On February 12, 2016, then-President Barack Obama established the Mojave Trails National Monument, which added protection for neighboring natural springs from being extracted from and pipelined through the monument, which complicated natural resource company Cadiz Inc.'s plan to move ahead with a proposal to pump groundwater on land surrounded by the national monument and sell the water to California cities. The Obama administration’s Department of the Interior also wrote an opinion that required federal review for projects that could affect national parks and other public lands.
In September 2017, the Trump administration’s Department of the Interior’s acting solicitor and principal deputy solicitor wrote a new opinion that removed federal oversight of projects using certain railroad rights of way, allowing developers to evade federal review for projects that could impact national parks and other public lands. In October 2017, the U.S. Bureau of Land Management (BLM) sent an official letter to Cadiz Inc. echoing the solicitor general’s opinion.
On April 3, 2018, the National Parks Conservationist Association (NPCA) filed a lawsuit (18-cv-00753) that challenged the Trump administration’s Department of the Interior solicitor’s 2017 opinion, as well as the BLM decision that the construction and operation of a 43-mile-long pipeline associated with the Cadiz Inc. project within the Mojave Trails National Monument may proceed without proper federal oversight.

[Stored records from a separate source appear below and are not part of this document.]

// src/errors.rs

//! Crate-wide error type and result alias.
//!
//! Only errors that must be raised synchronously to a caller live here:
//! resolution failures, compatibility failures, single-flight refusals and
//! configuration problems. Per-task failures (spawn errors, non-zero exits,
//! timeouts) are reported through the task's terminal state instead.

use std::path::PathBuf;

use thiserror::Error;

use crate::exec::TaskId;
use crate::types::Arch;

#[derive(Error, Debug)]
pub enum WinepilotError {
    #[error("Configuration error: {0}")]
    ConfigError(String),

    #[error("IO error: {0}")]
    IoError(#[from] std::io::Error),

    #[error("TOML parsing error: {0}")]
    TomlError(#[from] toml::de::Error),

    #[error("no usable compatibility runtime found (checked: {checked})")]
    RuntimeNotFound { checked: String },

    #[error(
        "{} is a {binary} executable but the runtime only supports {supported}",
        target.display()
    )]
    ArchitectureMismatch {
        target: PathBuf,
        binary: Arch,
        supported: String,
    },

    #[error("another task is already running ({0})")]
    Busy(TaskId),

    #[error("invalid task: {0}")]
    InvalidTask(String),

    #[error("target executable not found: {0}")]
    TargetNotFound(String),

    #[error("prefix does not exist: {}", .0.display())]
    PrefixMissing(PathBuf),

    #[error(transparent)]
    Other(#[from] anyhow::Error),
}

pub use anyhow::Error;
pub type Result<T> = std::result::Result<T, WinepilotError>;
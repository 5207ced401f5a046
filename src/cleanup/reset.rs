// src/cleanup/reset.rs

//! Soft, repair and hard reset.

use std::path::{Path, PathBuf};
use std::sync::Arc;
use std::time::Duration;

use tracing::{info, warn};

use crate::cleanup::locks::remove_locks;
use crate::cleanup::sweep::{shutdown_server, sweep_runtime_processes, RuntimeProcess};
use crate::errors::{Result, WinepilotError};
use crate::fs::FileSystem;
use crate::runtime::{ProcessEnvironment, RuntimeDescriptor};

/// Requested severity.
///
/// `Repair` also deletes the configured repair paths inside the prefix and
/// keeps everything else. A hard reset deletes the prefix and only proceeds
/// when both confirmations are given.
#[derive(Debug, Clone, Copy, PartialEq, Eq)]
pub enum ResetRequest {
    Soft,
    Repair,
    Hard {
        confirm_delete: bool,
        confirm_again: bool,
    },
}

impl ResetRequest {
    pub fn is_hard(&self) -> bool {
        matches!(self, ResetRequest::Hard { .. })
    }

    fn confirmed(&self) -> bool {
        match self {
            ResetRequest::Soft | ResetRequest::Repair => true,
            ResetRequest::Hard {
                confirm_delete,
                confirm_again,
            } => *confirm_delete && *confirm_again,
        }
    }
}

#[derive(Debug, Clone, Copy, PartialEq, Eq)]
pub enum ResetStatus {
    Completed,
    /// Hard reset refused for lack of confirmation; nothing was touched.
    ConfirmationRequired,
}

#[derive(Debug, Clone, PartialEq, Eq)]
pub struct ResetReport {
    pub status: ResetStatus,
    pub terminated: Vec<RuntimeProcess>,
    pub locks_removed: Vec<PathBuf>,
    pub cache_cleared: bool,
    /// Repair paths that existed and were removed.
    pub repaired: Vec<PathBuf>,
    pub prefix_deleted: bool,
    /// Runtime processes still alive after the sweep.
    pub remaining: Vec<RuntimeProcess>,
}

impl ResetReport {
    fn refused() -> Self {
        Self {
            status: ResetStatus::ConfirmationRequired,
            terminated: Vec::new(),
            locks_removed: Vec::new(),
            cache_cleared: false,
            repaired: Vec::new(),
            prefix_deleted: false,
            remaining: Vec::new(),
        }
    }
}

/// Everything a reset needs to know about the session it cleans up.
#[derive(Debug, Clone)]
pub struct ResetContext {
    pub runtime: Arc<RuntimeDescriptor>,
    pub env: Arc<ProcessEnvironment>,
    pub prefix: PathBuf,
    pub component_cache: PathBuf,
    /// Absolute directories removed by [`ResetRequest::Repair`].
    pub repair_paths: Vec<PathBuf>,
    pub process_names: Vec<String>,
    pub grace_period: Duration,
}

/// Run a reset of the requested severity.
///
/// The caller must make sure no task is running against the prefix.
pub async fn reset(
    fs: &dyn FileSystem,
    ctx: &ResetContext,
    request: ResetRequest,
) -> Result<ResetReport> {
    if !request.confirmed() {
        warn!(?request, "hard reset requires two confirmations; nothing done");
        return Ok(ResetReport::refused());
    }
    if request == ResetRequest::Repair && ctx.repair_paths.is_empty() {
        return Err(WinepilotError::InvalidTask(
            "repair needs [session].repair_paths to list at least one directory".to_string(),
        ));
    }

    info!(?request, prefix = %ctx.prefix.display(), "reset started");

    if fs.is_dir(&ctx.prefix) {
        shutdown_server(&ctx.runtime, &ctx.env, ctx.grace_period).await;
    }
    let sweep = sweep_runtime_processes(&ctx.prefix, &ctx.process_names, ctx.grace_period).await;
    let locks_removed = remove_locks(fs, &ctx.prefix);

    let repaired = if request == ResetRequest::Repair {
        remove_repair_paths(fs, ctx)
    } else {
        Vec::new()
    };

    // A repair keeps the component cache.
    let cache_cleared = request != ResetRequest::Repair && clear_cache(fs, &ctx.component_cache);

    let mut prefix_deleted = false;
    if request.is_hard() && fs.exists(&ctx.prefix) {
        if !sweep.remaining.is_empty() {
            warn!(
                count = sweep.remaining.len(),
                "runtime processes still alive while deleting the prefix"
            );
        }
        fs.remove_dir_all(&ctx.prefix).map_err(WinepilotError::from)?;
        prefix_deleted = true;
        info!(prefix = %ctx.prefix.display(), "prefix deleted");
    }

    Ok(ResetReport {
        status: ResetStatus::Completed,
        terminated: sweep.terminated,
        locks_removed,
        cache_cleared,
        repaired,
        prefix_deleted,
        remaining: sweep.remaining,
    })
}

fn clear_cache(fs: &dyn FileSystem, cache: &Path) -> bool {
    if !fs.exists(cache) || fs.is_symlink(cache) {
        return false;
    }
    match fs.remove_dir_all(cache) {
        Ok(()) => true,
        Err(e) => {
            warn!(path = %cache.display(), error = %e, "could not clear component cache");
            false
        }
    }
}

/// Remove the configured repair directories that exist. Symlinks and paths
/// outside the prefix are skipped.
fn remove_repair_paths(fs: &dyn FileSystem, ctx: &ResetContext) -> Vec<PathBuf> {
    let mut removed = Vec::new();
    if !fs.is_dir(&ctx.prefix) {
        info!(prefix = %ctx.prefix.display(), "prefix does not exist; nothing to repair");
        return removed;
    }

    for path in &ctx.repair_paths {
        if !path.starts_with(&ctx.prefix) {
            warn!(path = %path.display(), "repair path outside the prefix; skipped");
            continue;
        }
        if fs.is_symlink(path) || !fs.exists(path) {
            continue;
        }
        let result = if fs.is_dir(path) {
            fs.remove_dir_all(path)
        } else {
            fs.remove_file(path)
        };
        match result {
            Ok(()) => {
                info!(path = %path.display(), "removed repair path");
                removed.push(path.clone());
            }
            Err(e) => warn!(path = %path.display(), error = %e, "could not remove repair path"),
        }
    }
    removed
}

The NPCA's filing claimed that the Department of the Interior's action blocked scientists from the National Park Service and U.S. Geological Survey from reviewing and regulating the Cadiz Inc. project, as required by the National Environmental Policy Act. Federal scientists previously have found that Cadiz Inc. would extract up to 25 times more groundwater than is naturally recharged, severely damaging resources throughout the Mojave Desert. In November 2017, the Center for Biological Diversity filed a similar lawsuit— Center for Biological Diversity v. U.S. Bureau of Land Management (17-cv-08587) —which also challenged the Department of the Interior solicitor’s opinion.
On July 25, 2018, Judge McFadden, granted the Department of Justice’s motion to transfer the case to the District for Central California, where a similar case is pending. McFadden cited the “local interest in deciding local controversies at home…”
On September 24, 2018, Judge Wu granted Cadiz Inc. and Cadiz Real Estate the right to intervene as co-defendants. The case is now in California District Court (18-cv-6775) and will be argued along with the Center for Biological Diversity v. U.S. Bureau of Land Management case (17-cv-8587).